3 Aちゃんを帰宅させ,速やかに職員会議を開いて,全教職員にこのことを伝え,情報収集と協議を行う。

4 速やかに児童相談所に通告する。

5 速やかに教育委員会に連絡する。

 

この問題は,少しだけ高度になっています。

正解を2つ選ぶものだからです。

 

それでは,解説です。

 

1 養護教諭,学年主任,校長がそれぞれAちゃんから開き取りを行い,父親から殴られた詳細について,重ねて確認する。

 

この選択肢には,いくつかの不適切な部分があります。

まず1つめは,重ねて確認することが不適切です。

 

虐待=犯罪ではありませんが,司法領域では,司法面接法という面接法が確立されています。

 

司法面接法では,事実に関する聞き取りを行うのは,原則1回のみです。

児童の心理的負担を軽くするためです。

 

2つめは,学校関係者が聞き取りを行うことです。

 

学校関係者は,捜査機関ではありません。

 

また,先に述べた司法面接法は,一般的に行う面接法とは全然違う方法論が確立されています。
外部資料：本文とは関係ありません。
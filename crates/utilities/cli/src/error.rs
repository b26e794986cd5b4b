//! Error types for CLI utilities.

use std::io;
use thiserror::Error;

/// Error type for prometheus server initialization.
#[derive(Debug, Error)]
pub enum PrometheusError {
    /// Failed to bind to the specified address.
    #[error("failed to bind to address: {0}")]
    Bind(#[from] io::Error),
    /// Failed to build or install the exporter.
    #[error("failed to install prometheus exporter: {0}")]
    Build(#[from] metrics_exporter_prometheus::BuildError),
}

/// Errors that can occur in CLI operations.
#[derive(Error, Debug)]
pub enum CliError {
    /// A global tracing subscriber was already installed.
    #[error("Failed to initialize tracing: {0}")]
    TracingInitialization(#[from] tracing_subscriber::util::TryInitError),

    /// Error initializing metrics.
    #[error("Failed to initialize metrics: {0}")]
    MetricsInitialization(#[from] PrometheusError),
}

/// Type alias for CLI results.
pub type CliResult<T> = Result<T, CliError>;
司法面接法に関しては素人である学校関係者が聞き取りを行うよりもスキルを身につけている専門家に任せるのが適切です。

 

2 Aちゃんが父親から殴られたと話していることを母親に伝え,あざの原因を問いただす。

 

これもいくつか不適切な部分があります。

 

1つめは,母親に事実を確かめる必要がないことです。

2つめは,問いただすという姿勢です。

 

3 Aちゃんを帰宅させ,速やかに職員会議を開いて,全教職員にこのことを伝え,情報収集と協議を行う。

 

これもいくつか不適切な部分があります。

 

1つめは,Aちゃんを帰宅させることです。かなり危険です。

2つめは,この時点で最優先することは職員会議ではないことです。教育に関してはプロでも虐待に関しては素人です。

 

もし,会議を開くとすれば,スクールソーシャルワーカーやスクールカウンセラーなどを含めたチーム学校としての会議です。

 

4 速やかに児童相談所に通告する。

 

通告が最も優先されることです。児童虐待防止法に根拠があります。

ということで,これが1つめの正解です。

 

5 速やかに教育委員会に連絡する。

 

これが2つめの正解です。

 

根拠は「学校・教育委員会等向け虐待対応の手引き」(文部科学省)にあります。

 

この手引きによると,

 

虐待が疑われる場合は,児童相談所に通告。

虐待が疑われない場合は,市町村に通告。

児童の生命に危険がある場合は,警察に通報。

 

という3つの方法が示されています。

 

そして,いずれの場合でも,通告・通報したことを教育委員会等に報告することとされています。

 

〈今日の注意ポイント〉

 

児童虐待防止法によって,学校の教職員は,児童虐待を発見しやすい立場にあることを自覚し,児童虐待の早期発見に努めなければならないことが定められています。

 

児童虐待を発見した場合は,もちろん通告です。

 

児童虐待があったという事実にかかわらず,虐待を受けているのでは? と思ったら,通告です。職員会議はそのあとです。